When a line below holds the string "bookable", show that line.

# INFORMATION GIVEN
BEGIN

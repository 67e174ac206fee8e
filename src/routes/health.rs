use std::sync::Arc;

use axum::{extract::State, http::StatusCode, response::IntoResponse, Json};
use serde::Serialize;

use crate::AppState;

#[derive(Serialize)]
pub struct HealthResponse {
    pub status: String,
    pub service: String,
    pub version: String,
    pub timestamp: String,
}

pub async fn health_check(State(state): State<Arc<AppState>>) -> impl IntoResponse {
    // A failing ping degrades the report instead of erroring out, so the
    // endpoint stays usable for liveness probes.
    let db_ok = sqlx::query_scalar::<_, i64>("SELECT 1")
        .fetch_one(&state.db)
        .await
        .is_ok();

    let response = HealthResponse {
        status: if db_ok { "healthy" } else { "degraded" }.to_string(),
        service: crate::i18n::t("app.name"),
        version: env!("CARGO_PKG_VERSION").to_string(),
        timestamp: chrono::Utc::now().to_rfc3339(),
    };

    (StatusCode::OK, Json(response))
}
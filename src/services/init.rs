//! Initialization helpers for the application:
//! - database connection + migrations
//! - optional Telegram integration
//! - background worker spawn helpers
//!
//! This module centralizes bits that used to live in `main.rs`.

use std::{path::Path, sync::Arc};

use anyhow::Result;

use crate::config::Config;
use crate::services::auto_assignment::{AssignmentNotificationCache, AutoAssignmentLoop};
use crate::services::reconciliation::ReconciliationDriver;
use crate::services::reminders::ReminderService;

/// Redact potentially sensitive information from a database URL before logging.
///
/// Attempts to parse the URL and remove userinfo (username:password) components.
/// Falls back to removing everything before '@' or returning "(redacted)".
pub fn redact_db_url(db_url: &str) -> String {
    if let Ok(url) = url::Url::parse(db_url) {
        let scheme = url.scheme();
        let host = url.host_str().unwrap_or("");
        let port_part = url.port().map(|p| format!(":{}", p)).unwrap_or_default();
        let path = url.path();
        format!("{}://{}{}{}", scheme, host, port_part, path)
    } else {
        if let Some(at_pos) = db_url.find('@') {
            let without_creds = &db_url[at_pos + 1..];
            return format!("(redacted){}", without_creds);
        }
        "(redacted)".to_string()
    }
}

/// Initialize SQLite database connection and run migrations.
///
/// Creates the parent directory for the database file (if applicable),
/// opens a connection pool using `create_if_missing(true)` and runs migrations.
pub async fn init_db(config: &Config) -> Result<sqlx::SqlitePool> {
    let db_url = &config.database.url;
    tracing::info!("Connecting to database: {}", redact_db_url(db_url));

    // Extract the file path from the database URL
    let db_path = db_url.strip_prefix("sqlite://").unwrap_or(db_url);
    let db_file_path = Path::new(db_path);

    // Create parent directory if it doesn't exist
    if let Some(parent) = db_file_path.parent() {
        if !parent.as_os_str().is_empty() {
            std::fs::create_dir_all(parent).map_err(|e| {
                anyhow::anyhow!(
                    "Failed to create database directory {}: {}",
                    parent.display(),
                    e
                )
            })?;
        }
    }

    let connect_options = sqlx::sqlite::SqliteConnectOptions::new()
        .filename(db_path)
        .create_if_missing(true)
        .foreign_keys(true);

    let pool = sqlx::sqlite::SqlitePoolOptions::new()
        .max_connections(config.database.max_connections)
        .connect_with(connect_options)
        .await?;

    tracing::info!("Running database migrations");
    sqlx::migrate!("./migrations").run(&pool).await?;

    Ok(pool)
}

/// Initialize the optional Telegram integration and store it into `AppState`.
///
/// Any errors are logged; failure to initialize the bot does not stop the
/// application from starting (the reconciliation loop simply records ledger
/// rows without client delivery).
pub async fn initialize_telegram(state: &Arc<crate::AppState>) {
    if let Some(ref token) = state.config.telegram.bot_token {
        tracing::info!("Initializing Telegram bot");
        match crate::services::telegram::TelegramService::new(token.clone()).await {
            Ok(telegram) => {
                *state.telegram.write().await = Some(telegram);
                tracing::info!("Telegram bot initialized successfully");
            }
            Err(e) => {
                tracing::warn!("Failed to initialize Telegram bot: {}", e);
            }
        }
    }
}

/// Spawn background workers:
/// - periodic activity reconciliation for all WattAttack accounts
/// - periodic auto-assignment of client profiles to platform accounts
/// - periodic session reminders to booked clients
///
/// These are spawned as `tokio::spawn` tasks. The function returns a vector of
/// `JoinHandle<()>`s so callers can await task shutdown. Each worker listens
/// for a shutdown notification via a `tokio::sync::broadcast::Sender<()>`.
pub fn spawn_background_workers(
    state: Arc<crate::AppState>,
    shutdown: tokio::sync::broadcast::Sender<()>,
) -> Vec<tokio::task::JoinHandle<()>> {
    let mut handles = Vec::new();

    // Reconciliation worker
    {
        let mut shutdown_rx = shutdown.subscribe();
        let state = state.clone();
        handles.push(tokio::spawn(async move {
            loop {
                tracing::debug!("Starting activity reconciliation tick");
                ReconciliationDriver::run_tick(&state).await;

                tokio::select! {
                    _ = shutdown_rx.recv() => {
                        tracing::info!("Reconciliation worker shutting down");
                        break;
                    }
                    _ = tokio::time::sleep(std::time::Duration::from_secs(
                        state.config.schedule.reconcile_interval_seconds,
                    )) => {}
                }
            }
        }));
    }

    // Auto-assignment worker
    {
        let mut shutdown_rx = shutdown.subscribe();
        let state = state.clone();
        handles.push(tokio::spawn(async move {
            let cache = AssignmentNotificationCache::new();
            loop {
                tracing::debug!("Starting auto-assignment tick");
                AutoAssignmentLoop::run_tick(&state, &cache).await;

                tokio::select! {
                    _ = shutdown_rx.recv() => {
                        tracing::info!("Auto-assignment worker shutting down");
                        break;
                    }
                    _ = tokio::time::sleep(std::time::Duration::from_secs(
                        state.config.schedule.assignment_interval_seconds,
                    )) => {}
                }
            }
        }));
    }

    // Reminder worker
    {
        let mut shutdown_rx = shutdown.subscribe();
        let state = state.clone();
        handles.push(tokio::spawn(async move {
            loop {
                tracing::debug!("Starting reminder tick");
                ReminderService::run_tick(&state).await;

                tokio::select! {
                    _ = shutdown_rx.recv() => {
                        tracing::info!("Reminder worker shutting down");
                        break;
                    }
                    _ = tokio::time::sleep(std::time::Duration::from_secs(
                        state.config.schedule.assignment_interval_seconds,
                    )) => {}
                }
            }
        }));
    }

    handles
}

END
BEGIN

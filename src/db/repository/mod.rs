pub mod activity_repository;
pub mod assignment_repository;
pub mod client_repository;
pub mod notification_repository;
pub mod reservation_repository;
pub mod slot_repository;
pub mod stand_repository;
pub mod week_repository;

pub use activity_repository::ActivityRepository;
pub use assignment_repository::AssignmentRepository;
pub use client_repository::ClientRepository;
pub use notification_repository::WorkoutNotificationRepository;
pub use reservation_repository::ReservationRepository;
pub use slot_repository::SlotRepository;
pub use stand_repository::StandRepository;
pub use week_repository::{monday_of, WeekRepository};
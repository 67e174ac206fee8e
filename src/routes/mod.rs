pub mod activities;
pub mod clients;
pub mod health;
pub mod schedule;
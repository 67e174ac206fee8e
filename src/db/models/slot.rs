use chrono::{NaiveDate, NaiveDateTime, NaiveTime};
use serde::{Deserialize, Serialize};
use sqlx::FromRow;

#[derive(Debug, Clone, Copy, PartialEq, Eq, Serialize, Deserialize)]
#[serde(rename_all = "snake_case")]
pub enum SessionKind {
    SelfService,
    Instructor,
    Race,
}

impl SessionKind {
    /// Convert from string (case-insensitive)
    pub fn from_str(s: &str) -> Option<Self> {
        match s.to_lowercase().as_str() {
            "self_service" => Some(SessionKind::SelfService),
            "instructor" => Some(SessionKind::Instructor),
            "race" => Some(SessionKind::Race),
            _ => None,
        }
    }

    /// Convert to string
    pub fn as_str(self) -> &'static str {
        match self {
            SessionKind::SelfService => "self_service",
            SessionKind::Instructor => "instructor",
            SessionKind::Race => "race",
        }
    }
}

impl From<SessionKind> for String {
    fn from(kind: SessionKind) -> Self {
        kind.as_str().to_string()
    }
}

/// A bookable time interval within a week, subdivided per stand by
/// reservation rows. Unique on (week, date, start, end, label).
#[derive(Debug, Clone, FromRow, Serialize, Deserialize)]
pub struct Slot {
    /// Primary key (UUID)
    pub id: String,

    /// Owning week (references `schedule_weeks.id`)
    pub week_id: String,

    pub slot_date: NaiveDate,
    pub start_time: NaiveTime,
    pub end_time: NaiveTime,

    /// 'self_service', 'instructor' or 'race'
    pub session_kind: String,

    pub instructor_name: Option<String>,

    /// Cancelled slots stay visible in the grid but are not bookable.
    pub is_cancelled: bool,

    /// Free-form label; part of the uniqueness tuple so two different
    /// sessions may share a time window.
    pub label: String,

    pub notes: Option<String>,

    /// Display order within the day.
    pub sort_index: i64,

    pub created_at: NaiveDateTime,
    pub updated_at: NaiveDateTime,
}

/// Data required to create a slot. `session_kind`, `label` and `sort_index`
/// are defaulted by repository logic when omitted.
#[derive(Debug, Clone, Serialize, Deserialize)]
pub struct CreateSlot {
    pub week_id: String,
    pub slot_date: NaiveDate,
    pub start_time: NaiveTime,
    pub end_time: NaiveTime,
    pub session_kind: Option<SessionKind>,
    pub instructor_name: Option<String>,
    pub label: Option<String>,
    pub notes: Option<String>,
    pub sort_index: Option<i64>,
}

END
BEGIN

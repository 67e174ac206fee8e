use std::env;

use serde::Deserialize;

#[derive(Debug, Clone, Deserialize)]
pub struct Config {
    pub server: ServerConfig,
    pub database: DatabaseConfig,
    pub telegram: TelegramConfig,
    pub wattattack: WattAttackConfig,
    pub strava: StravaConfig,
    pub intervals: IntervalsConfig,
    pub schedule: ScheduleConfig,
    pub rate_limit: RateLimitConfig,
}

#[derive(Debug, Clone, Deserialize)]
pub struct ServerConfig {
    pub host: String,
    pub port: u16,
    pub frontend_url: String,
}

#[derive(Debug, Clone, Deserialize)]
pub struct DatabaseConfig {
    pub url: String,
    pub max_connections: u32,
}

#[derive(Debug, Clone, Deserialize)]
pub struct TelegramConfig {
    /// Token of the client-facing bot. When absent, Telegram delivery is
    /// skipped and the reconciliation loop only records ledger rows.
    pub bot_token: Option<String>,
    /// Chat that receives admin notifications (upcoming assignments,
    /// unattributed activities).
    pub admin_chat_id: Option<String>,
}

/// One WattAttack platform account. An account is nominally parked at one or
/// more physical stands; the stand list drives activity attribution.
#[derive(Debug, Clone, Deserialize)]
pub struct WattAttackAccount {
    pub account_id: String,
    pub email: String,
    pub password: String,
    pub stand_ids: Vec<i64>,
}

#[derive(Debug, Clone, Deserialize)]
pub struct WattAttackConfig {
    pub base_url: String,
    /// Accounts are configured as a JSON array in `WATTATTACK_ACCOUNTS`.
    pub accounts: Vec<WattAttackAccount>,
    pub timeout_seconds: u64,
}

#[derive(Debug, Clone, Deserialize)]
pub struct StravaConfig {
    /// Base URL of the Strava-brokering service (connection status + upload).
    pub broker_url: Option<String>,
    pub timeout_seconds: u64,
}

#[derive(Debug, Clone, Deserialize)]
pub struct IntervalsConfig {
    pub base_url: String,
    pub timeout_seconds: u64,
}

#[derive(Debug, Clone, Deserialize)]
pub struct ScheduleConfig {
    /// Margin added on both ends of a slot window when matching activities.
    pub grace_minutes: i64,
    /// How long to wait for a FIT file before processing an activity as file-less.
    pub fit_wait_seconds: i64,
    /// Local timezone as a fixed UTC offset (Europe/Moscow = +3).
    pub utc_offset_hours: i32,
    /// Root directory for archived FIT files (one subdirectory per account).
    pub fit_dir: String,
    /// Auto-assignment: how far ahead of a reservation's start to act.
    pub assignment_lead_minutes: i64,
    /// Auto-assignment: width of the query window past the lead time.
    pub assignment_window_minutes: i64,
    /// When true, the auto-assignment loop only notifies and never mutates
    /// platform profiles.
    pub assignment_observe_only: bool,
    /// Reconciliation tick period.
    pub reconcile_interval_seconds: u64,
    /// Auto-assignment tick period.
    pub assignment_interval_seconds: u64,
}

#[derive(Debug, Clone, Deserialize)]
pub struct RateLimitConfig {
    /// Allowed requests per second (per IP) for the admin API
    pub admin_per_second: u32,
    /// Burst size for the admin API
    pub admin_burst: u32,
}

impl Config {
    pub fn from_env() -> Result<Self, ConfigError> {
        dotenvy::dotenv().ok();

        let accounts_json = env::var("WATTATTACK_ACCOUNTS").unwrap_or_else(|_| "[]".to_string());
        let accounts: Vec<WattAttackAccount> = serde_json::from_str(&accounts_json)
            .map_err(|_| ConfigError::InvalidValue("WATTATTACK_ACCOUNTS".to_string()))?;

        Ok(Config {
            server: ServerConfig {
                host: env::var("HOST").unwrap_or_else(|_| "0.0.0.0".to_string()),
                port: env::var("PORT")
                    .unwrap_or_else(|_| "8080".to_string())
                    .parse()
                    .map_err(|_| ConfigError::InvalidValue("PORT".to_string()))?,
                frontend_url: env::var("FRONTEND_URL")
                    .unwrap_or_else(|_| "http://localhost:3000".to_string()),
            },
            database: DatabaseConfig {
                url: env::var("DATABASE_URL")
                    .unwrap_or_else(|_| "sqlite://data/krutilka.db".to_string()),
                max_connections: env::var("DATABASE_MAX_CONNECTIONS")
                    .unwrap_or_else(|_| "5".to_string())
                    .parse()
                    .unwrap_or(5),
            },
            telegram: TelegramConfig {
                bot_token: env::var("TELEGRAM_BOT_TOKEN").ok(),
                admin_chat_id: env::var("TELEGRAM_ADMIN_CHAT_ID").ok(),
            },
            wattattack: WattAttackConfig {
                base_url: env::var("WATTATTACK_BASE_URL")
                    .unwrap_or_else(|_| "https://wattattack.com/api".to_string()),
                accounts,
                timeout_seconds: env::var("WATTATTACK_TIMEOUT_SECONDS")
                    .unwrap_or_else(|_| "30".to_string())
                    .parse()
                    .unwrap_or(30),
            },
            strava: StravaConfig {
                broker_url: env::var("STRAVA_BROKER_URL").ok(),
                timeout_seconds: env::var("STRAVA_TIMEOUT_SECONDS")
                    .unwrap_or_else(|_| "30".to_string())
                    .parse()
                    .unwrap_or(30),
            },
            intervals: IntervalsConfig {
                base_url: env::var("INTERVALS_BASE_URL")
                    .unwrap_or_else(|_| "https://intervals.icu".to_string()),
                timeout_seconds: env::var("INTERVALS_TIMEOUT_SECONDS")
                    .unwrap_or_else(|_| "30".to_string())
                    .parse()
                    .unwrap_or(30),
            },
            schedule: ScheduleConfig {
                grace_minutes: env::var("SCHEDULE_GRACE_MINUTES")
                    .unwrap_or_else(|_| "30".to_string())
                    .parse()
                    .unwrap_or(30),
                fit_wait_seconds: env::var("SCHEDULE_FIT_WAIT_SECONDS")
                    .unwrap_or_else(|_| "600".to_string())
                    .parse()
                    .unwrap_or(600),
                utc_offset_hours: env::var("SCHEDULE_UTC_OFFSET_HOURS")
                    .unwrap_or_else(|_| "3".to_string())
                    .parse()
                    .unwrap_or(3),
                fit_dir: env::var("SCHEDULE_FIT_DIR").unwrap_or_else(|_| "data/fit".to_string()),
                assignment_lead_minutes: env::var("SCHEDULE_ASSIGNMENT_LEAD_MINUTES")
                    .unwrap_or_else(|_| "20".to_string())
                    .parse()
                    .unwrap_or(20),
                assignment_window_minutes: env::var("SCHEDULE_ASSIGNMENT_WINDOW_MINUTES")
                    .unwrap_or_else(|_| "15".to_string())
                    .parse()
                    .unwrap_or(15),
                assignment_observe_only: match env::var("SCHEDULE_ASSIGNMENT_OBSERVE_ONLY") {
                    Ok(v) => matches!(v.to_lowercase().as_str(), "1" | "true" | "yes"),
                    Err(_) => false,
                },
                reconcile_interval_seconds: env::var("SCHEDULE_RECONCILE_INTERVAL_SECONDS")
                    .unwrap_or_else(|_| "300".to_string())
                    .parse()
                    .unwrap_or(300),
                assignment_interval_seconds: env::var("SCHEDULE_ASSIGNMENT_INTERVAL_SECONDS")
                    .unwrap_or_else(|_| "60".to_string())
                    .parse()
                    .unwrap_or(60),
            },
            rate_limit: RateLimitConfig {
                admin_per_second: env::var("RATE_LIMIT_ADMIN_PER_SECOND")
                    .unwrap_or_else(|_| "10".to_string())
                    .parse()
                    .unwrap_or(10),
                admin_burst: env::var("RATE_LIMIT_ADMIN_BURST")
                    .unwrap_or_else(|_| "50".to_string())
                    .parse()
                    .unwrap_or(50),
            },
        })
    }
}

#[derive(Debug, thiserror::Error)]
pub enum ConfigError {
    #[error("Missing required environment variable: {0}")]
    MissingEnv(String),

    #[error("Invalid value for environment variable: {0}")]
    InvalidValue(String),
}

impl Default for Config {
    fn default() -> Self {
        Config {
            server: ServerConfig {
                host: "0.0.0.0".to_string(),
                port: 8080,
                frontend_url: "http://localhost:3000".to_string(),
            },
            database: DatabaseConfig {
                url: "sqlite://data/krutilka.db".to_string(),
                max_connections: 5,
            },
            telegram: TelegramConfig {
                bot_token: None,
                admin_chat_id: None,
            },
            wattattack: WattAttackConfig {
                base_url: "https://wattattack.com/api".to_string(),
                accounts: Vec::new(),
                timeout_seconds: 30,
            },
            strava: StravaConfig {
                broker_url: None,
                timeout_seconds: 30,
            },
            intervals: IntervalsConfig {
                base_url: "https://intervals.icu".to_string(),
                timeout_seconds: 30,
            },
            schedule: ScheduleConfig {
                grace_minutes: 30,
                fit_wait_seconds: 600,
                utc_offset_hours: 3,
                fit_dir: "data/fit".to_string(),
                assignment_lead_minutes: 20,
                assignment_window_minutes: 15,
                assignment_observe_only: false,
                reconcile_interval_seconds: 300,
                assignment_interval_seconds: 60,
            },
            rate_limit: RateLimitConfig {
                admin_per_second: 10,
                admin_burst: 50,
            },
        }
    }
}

END

# RESULT OF THIS EXERCISE
/// A bookable time interval within a week, subdivided per stand by
    /// Cancelled slots stay visible in the grid but are not bookable.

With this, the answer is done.